Yuna regarda l'enveloppe noire dans sa main, puis l'ouvrit sans hésiter, comme si elle savait déjà ce qu'elle y trouverait. Un simple morceau de papier avec un texte qu'elle lut en silence.

_ "Comme prévu, l'Organisation n'a pas apprécié que j'amène l'Éveillé ici sans son consentement. J'ai été convoquée devant le Conseil et je dois amener le sujet avec moi", dit-elle.
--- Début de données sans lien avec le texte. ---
//! The world snapshot: grid dimensions, beepers, walls, corner colors.

use std::collections::HashMap;

use serde::{Deserialize, Serialize};

use crate::direction::Direction;

/// An RGBA color, each channel in `0.0..=1.0`.
pub type Color = [f32; 4];

// ---------------------------------------------------------------------------
// Corner
// ---------------------------------------------------------------------------

/// One (avenue, street) grid intersection, both indices 1-based.
#[derive(
    Debug, Clone, Copy, PartialEq, Eq, Hash, PartialOrd, Ord, Serialize, Deserialize,
)]
pub struct Corner {
    pub avenue: u32,
    pub street: u32,
}

impl Corner {
    pub fn new(avenue: u32, street: u32) -> Self {
        Self { avenue, street }
    }
}

// ---------------------------------------------------------------------------
// Wall
// ---------------------------------------------------------------------------

/// A blocking edge segment on one side of a corner.
///
/// The renderer draws a wall as the edge of the corner's cell on the named
/// side; a wall north of (2, 2) and a wall south of (2, 3) occupy the same
/// grid boundary but are distinct entries.
#[derive(Debug, Clone, Copy, PartialEq, Eq, Hash, Serialize, Deserialize)]
pub struct Wall {
    pub corner: Corner,
    pub direction: Direction,
}

impl Wall {
    pub fn new(avenue: u32, street: u32, direction: Direction) -> Self {
        Self {
            corner: Corner::new(avenue, street),
            direction,
        }
    }
}

// ---------------------------------------------------------------------------
// World
// ---------------------------------------------------------------------------

/// The world snapshot the renderer reads: dimensions plus sparse per-corner
/// state.
///
/// Beepers and corner colors are stored sparsely; absent corners mean zero
/// beepers and the default (uncolored) marker. Mutation helpers exist so
/// hosts and tests can assemble worlds, but the renderer treats a `World`
/// as immutable for the duration of a draw call.
///
/// Corner-keyed maps are intentionally not serialized wholesale; hosts that
/// persist worlds own their file format and rebuild through the mutation
/// helpers.
#[derive(Debug, Clone, Default)]
pub struct World {
    num_avenues: u32,
    num_streets: u32,
    beepers: HashMap<Corner, u32>,
    walls: Vec<Wall>,
    corner_colors: HashMap<Corner, Color>,
}

impl World {
    /// Create an empty world of the given dimensions.
    pub fn new(num_avenues: u32, num_streets: u32) -> Self {
        Self {
            num_avenues,
            num_streets,
            ..Default::default()
        }
    }

    /// Number of avenues (horizontal extent).
    pub fn num_avenues(&self) -> u32 {
        self.num_avenues
    }

    /// Number of streets (vertical extent).
    pub fn num_streets(&self) -> u32 {
        self.num_streets
    }

    /// Whether the corner lies inside the grid.
    pub fn in_bounds(&self, corner: Corner) -> bool {
        (1..=self.num_avenues).contains(&corner.avenue)
            && (1..=self.num_streets).contains(&corner.street)
    }

    // -- beepers ------------------------------------------------------------

    /// Beeper count at a corner; zero when none have been placed.
    pub fn beeper_count(&self, corner: Corner) -> u32 {
        self.beepers.get(&corner).copied().unwrap_or(0)
    }

    /// Iterate over all corners holding at least one beeper.
    pub fn beepers(&self) -> impl Iterator<Item = (Corner, u32)> + '_ {
        self.beepers.iter().map(|(&corner, &count)| (corner, count))
    }

    /// Set the beeper count at a corner. A count of zero removes the entry.
    pub fn set_beepers(&mut self, corner: Corner, count: u32) {
        if count == 0 {
            self.beepers.remove(&corner);
        } else {
            self.beepers.insert(corner, count);
        }
    }

    /// Add one beeper to a corner.
    pub fn add_beeper(&mut self, corner: Corner) {
        *self.beepers.entry(corner).or_insert(0) += 1;
    }

    // -- walls --------------------------------------------------------------

    /// All wall segments, in insertion order.
    pub fn walls(&self) -> &[Wall] {
        &self.walls
    }

    /// Add a wall segment. Exact duplicates are skipped.
    pub fn add_wall(&mut self, wall: Wall) {
        if self.walls.contains(&wall) {
            tracing::debug!(?wall, "skipping duplicate wall");
            return;
        }
        self.walls.push(wall);
    }

    // -- corner colors ------------------------------------------------------

    /// The paint color of a corner, if any.
    pub fn corner_color(&self, corner: Corner) -> Option<Color> {
        self.corner_colors.get(&corner).copied()
    }

    /// Paint a corner, or erase its paint with `None`.
    pub fn paint_corner(&mut self, corner: Corner, color: Option<Color>) {
        match color {
            Some(color) => {
                self.corner_colors.insert(corner, color);
            }
            None => {
                self.corner_colors.remove(&corner);
            }
        }
    }
}

#[cfg(test)]
mod tests {
    use super::*;

    #[test]
    fn in_bounds_is_one_based_inclusive() {
        let world = World::new(5, 3);
        assert!(world.in_bounds(Corner::new(1, 1)));
        assert!(world.in_bounds(Corner::new(5, 3)));
        assert!(!world.in_bounds(Corner::new(0, 1)));
        assert!(!world.in_bounds(Corner::new(6, 3)));
        assert!(!world.in_bounds(Corner::new(5, 4)));
    }

    #[test]
    fn set_beepers_zero_removes_the_entry() {
        let mut world = World::new(2, 2);
        world.set_beepers(Corner::new(1, 2), 3);
        assert_eq!(world.beepers().count(), 1);
        world.set_beepers(Corner::new(1, 2), 0);
        assert_eq!(world.beepers().count(), 0);
    }

    #[test]
    fn wall_equality_distinguishes_sides() {
        // Same grid boundary, different owning corner.
        let north_of_low = Wall::new(2, 2, Direction::North);
        let south_of_high = Wall::new(2, 3, Direction::South);
        assert_ne!(north_of_low, south_of_high);
    }
}
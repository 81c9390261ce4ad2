//! Grid-to-pixel coordinate mapping.
//!
//! [`GridGeometry`] is the per-draw render context: computed fresh from the
//! surface dimensions and world size at the start of every draw call, used to
//! place primitives, then dropped. Nothing in here survives between draws.
//!
//! # Axis Convention
//!
//! Avenues run left-to-right and map directly to pixel x. Streets run
//! bottom-to-top, so the pixel y axis is *inverted*: street 1 is the lowest
//! row on screen (largest y). This mirrors Cartesian grid semantics and is
//! deliberate; flipping it silently breaks every downstream visual check.

use serde::{Deserialize, Serialize};

use karel_world::world::Corner;

// ---------------------------------------------------------------------------
// Point
// ---------------------------------------------------------------------------

/// A point in pixel space.
#[derive(Debug, Clone, Copy, PartialEq, Serialize, Deserialize)]
pub struct Point {
    pub x: f32,
    pub y: f32,
}

impl Point {
    pub fn new(x: f32, y: f32) -> Self {
        Self { x, y }
    }

    /// Euclidean distance to another point.
    pub fn distance(self, other: Point) -> f32 {
        let dx = self.x - other.x;
        let dy = self.y - other.y;
        (dx * dx + dy * dy).sqrt()
    }
}

// ---------------------------------------------------------------------------
// GridGeometry
// ---------------------------------------------------------------------------

/// Pixel-space layout of the world grid for one draw call.
///
/// The cell size is the smaller of the horizontal and vertical axis fits, so
/// cells stay square, and the grid's bounding box is centered in the surface.
#[derive(Debug, Clone, Copy, PartialEq)]
pub struct GridGeometry {
    /// Side length of one grid cell, in pixels.
    pub cell_size: f32,
    /// Left edge of the grid bounding box.
    pub left_x: f32,
    /// Top edge of the grid bounding box.
    pub top_y: f32,
    /// Right edge of the grid bounding box.
    pub right_x: f32,
    /// Bottom edge of the grid bounding box.
    pub bottom_y: f32,
    /// World width in avenues.
    pub num_avenues: u32,
    /// World height in streets.
    pub num_streets: u32,
}

impl GridGeometry {
    /// Compute the grid layout for a surface of the given pixel dimensions.
    ///
    /// `border_offset` is the margin reserved on every side for axis labels;
    /// the cell size is `min((W - 2*border)/avenues, (H - 2*border)/streets)`.
    pub fn new(
        surface_width: f32,
        surface_height: f32,
        num_avenues: u32,
        num_streets: u32,
        border_offset: f32,
    ) -> Self {
        let horizontal_fit = (surface_width - 2.0 * border_offset) / num_avenues as f32;
        let vertical_fit = (surface_height - 2.0 * border_offset) / num_streets as f32;
        let cell_size = horizontal_fit.min(vertical_fit);

        let boundary_width = cell_size * num_avenues as f32;
        let boundary_height = cell_size * num_streets as f32;

        let left_x = surface_width / 2.0 - boundary_width / 2.0;
        let top_y = surface_height / 2.0 - boundary_height / 2.0;

        Self {
            cell_size,
            left_x,
            top_y,
            right_x: left_x + boundary_width,
            bottom_y: top_y + boundary_height,
            num_avenues,
            num_streets,
        }
    }

    /// Whether the surface is too small (or the world empty) to draw into.
    pub fn is_degenerate(&self) -> bool {
        !(self.cell_size.is_finite() && self.cell_size > 0.0)
    }

    /// Pixel x of a corner on the given avenue (1-based).
    pub fn corner_x(&self, avenue: u32) -> f32 {
        self.left_x + self.cell_size / 2.0 + (avenue - 1) as f32 * self.cell_size
    }

    /// Pixel y of a corner on the given street (1-based).
    ///
    /// Street indices grow upward while pixel y grows downward, hence the
    /// `num_streets - street` inversion.
    pub fn corner_y(&self, street: u32) -> f32 {
        self.top_y + self.cell_size / 2.0 + (self.num_streets - street) as f32 * self.cell_size
    }

    /// Pixel position of a corner.
    pub fn corner_point(&self, corner: Corner) -> Point {
        Point::new(self.corner_x(corner.avenue), self.corner_y(corner.street))
    }
}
Arthur ne dit rien, mais en voyant le visage fermé de Yuna, il sut que ce n'était pas bon signe pour lui.


*****


Pendant ce temps…

Au cœur de Tokyo, plongée dans une nuit noire et pluvieuse, de nombreux habitants se hâtaient de rentrer chez eux, à pied ou en voiture, pour se mettre à l’abri. Mais à l’abri des regards, dans une ruelle étroite, déserte et obscure, coincée entre deux immeubles, plusieurs chats errants s’enfuyaient, visiblement effrayés. Surgissant des ténèbres insondables de la ruelle, une silhouette féminine, voûtée et difforme, avança péniblement, comme surgie des ténèbres. Se redressant dans un craquement d’os, ses longs cheveux noirs lui tombant sur la nuque, la figure sombre et féminine dévoila un large sourire carnassier et ouvrit des yeux inhumains emplis de folie, puis révéla quelque chose qui se matérialisa dans l’une de ses mains… une grande paire de ciseaux acérés.